• [Task details]
Exactness is required. Restate every entry as written.

### Task data

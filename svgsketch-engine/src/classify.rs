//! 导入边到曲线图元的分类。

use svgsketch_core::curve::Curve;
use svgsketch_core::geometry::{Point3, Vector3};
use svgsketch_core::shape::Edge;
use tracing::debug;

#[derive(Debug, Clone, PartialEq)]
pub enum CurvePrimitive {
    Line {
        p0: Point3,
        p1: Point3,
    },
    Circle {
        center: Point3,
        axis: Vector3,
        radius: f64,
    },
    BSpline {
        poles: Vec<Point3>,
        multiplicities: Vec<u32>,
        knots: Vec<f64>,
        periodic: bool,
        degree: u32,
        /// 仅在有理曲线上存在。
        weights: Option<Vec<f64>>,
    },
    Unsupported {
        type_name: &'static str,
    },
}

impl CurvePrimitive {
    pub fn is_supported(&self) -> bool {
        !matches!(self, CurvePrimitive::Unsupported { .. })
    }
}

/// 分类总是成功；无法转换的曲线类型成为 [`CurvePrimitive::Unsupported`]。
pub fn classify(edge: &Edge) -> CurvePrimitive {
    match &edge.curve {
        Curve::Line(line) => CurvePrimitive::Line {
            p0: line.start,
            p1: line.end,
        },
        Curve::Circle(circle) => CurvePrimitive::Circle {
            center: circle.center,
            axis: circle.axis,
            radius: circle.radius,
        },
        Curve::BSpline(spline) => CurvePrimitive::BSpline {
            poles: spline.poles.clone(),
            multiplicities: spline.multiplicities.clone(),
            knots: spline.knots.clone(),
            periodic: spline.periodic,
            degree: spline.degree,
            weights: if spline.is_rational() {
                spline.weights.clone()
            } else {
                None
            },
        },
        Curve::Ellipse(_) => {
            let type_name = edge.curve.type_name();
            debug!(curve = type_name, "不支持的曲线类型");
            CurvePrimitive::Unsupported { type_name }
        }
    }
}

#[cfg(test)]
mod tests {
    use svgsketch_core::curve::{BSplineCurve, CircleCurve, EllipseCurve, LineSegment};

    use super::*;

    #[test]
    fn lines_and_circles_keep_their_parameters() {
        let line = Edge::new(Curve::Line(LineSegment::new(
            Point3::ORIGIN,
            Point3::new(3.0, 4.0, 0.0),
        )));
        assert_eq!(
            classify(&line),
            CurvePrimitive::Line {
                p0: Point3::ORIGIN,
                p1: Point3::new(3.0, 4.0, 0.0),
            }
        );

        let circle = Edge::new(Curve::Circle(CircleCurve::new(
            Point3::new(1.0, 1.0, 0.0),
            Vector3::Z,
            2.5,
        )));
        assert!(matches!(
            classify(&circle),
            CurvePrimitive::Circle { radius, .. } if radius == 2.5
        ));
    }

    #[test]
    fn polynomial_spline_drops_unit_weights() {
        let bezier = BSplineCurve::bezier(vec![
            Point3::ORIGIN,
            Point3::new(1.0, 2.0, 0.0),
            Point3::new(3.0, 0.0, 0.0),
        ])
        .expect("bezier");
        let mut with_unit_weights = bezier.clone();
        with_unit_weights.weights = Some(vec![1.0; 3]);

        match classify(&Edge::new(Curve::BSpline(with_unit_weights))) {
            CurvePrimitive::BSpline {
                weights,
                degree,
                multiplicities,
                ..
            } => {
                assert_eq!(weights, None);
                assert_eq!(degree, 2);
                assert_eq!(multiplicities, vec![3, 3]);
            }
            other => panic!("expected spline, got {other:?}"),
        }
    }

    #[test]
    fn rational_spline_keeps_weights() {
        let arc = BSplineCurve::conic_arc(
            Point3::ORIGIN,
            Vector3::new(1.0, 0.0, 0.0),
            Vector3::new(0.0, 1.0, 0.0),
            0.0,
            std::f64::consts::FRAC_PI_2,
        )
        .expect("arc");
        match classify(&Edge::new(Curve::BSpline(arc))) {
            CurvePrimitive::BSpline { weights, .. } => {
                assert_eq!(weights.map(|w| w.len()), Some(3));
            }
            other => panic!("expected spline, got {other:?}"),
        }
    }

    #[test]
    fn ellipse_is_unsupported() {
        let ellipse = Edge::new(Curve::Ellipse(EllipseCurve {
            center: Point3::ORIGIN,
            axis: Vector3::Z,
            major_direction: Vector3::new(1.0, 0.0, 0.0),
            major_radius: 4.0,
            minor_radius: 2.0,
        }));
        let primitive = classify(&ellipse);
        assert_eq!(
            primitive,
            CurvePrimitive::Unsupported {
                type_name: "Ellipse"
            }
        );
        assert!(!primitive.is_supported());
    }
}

######

• [Output of the task]
filename svgsketch-engine/src/classify.rs
//! 导入边到曲线图元的分类。

use svgsketch_core::curve::Curve;
use svgsketch_core::geometry::{Point3, Vector3};
use svgsketch_core::shape::Edge;
use tracing::debug;

#[derive(Debug, Clone, PartialEq)]
pub enum CurvePrimitive {
    Line {
        p0: Point3,
        p1: Point3,
    },
    Circle {
        center: Point3,
        axis: Vector3,
        radius: f64,
    },
    BSpline {
        poles: Vec<Point3>,
        multiplicities: Vec<u32>,
        knots: Vec<f64>,
        periodic: bool,
        degree: u32,
        /// 仅在有理曲线上存在。
        weights: Option<Vec<f64>>,
    },
    Unsupported {
        type_name: &'static str,
    },
}

impl CurvePrimitive {
    pub fn is_supported(&self) -> bool {
        !matches!(self, CurvePrimitive::Unsupported { .. })
    }
}

/// 分类总是成功；无法转换的曲线类型成为 [`CurvePrimitive::Unsupported`]。
pub fn classify(edge: &Edge) -> CurvePrimitive {
    match &edge.curve {
        Curve::Line(line) => CurvePrimitive::Line {
            p0: line.start,
            p1: line.end,
        },
        Curve::Circle(circle) => CurvePrimitive::Circle {
            center: circle.center,
            axis: circle.axis,
            radius: circle.radius,
        },
        Curve::BSpline(spline) => CurvePrimitive::BSpline {
            poles: spline.poles.clone(),
            multiplicities: spline.multiplicities.clone(),
            knots: spline.knots.clone(),
            periodic: spline.periodic,
            degree: spline.degree,
            weights: if spline.is_rational() {
                spline.weights.clone()
            } else {
                None
            },
        },
        Curve::Ellipse(_) => {
            let type_name = edge.curve.type_name();
            debug!(curve = type_name, "不支持的曲线类型");
            CurvePrimitive::Unsupported { type_name }
        }
    }
}

#[cfg(test)]
mod tests {
    use svgsketch_core::curve::{BSplineCurve, CircleCurve, EllipseCurve, LineSegment};

    use super::*;

    #[test]
    fn lines_and_circles_keep_their_parameters() {
        let line = Edge::new(Curve::Line(LineSegment::new(
            Point3::ORIGIN,
            Point3::new(3.0, 4.0, 0.0),
        )));
        assert_eq!(
            classify(&line),
            CurvePrimitive::Line {
                p0: Point3::ORIGIN,
                p1: Point3::new(3.0, 4.0, 0.0),
            }
        );

        let circle = Edge::new(Curve::Circle(CircleCurve::new(
            Point3::new(1.0, 1.0, 0.0),
            Vector3::Z,
            2.5,
        )));
        assert!(matches!(
            classify(&circle),
            CurvePrimitive::Circle { radius, .. } if radius == 2.5
        ));
    }

    #[test]
    fn polynomial_spline_drops_unit_weights() {
        let bezier = BSplineCurve::bezier(vec![
            Point3::ORIGIN,
            Point3::new(1.0, 2.0, 0.0),
            Point3::new(3.0, 0.0, 0.0),
        ])
        .expect("bezier");
        let mut with_unit_weights = bezier.clone();
        with_unit_weights.weights = Some(vec![1.0; 3]);

        match classify(&Edge::new(Curve::BSpline(with_unit_weights))) {
            CurvePrimitive::BSpline {
                weights,
                degree,
                multiplicities,
                ..
            } => {
                assert_eq!(weights, None);
                assert_eq!(degree, 2);
                assert_eq!(multiplicities, vec![3, 3]);
            }
            other => panic!("expected spline, got {other:?}"),
        }
    }

    #[test]
    fn rational_spline_keeps_weights() {
        let arc = BSplineCurve::conic_arc(
            Point3::ORIGIN,
            Vector3::new(1.0, 0.0, 0.0),
            Vector3::new(0.0, 1.0, 0.0),
            0.0,
            std::f64::consts::FRAC_PI_2,
        )
        .expect("arc");
        match classify(&Edge::new(Curve::BSpline(arc))) {
            CurvePrimitive::BSpline { weights, .. } => {
                assert_eq!(weights.map(|w| w.len()), Some(3));
            }
            other => panic!("expected spline, got {other:?}"),
        }
    }

    #[test]
    fn ellipse_is_unsupported() {
        let ellipse = Edge::new(Curve::Ellipse(EllipseCurve {
            center: Point3::ORIGIN,
            axis: Vector3::Z,
            major_direction: Vector3::new(1.0, 0.0, 0.0),
            major_radius: 4.0,
            minor_radius: 2.0,
        }));
        let primitive = classify(&ellipse);
        assert_eq!(
            primitive,
            CurvePrimitive::Unsupported {
                type_name: "Ellipse"
            }
        );
        assert!(!primitive.is_supported());
    }
}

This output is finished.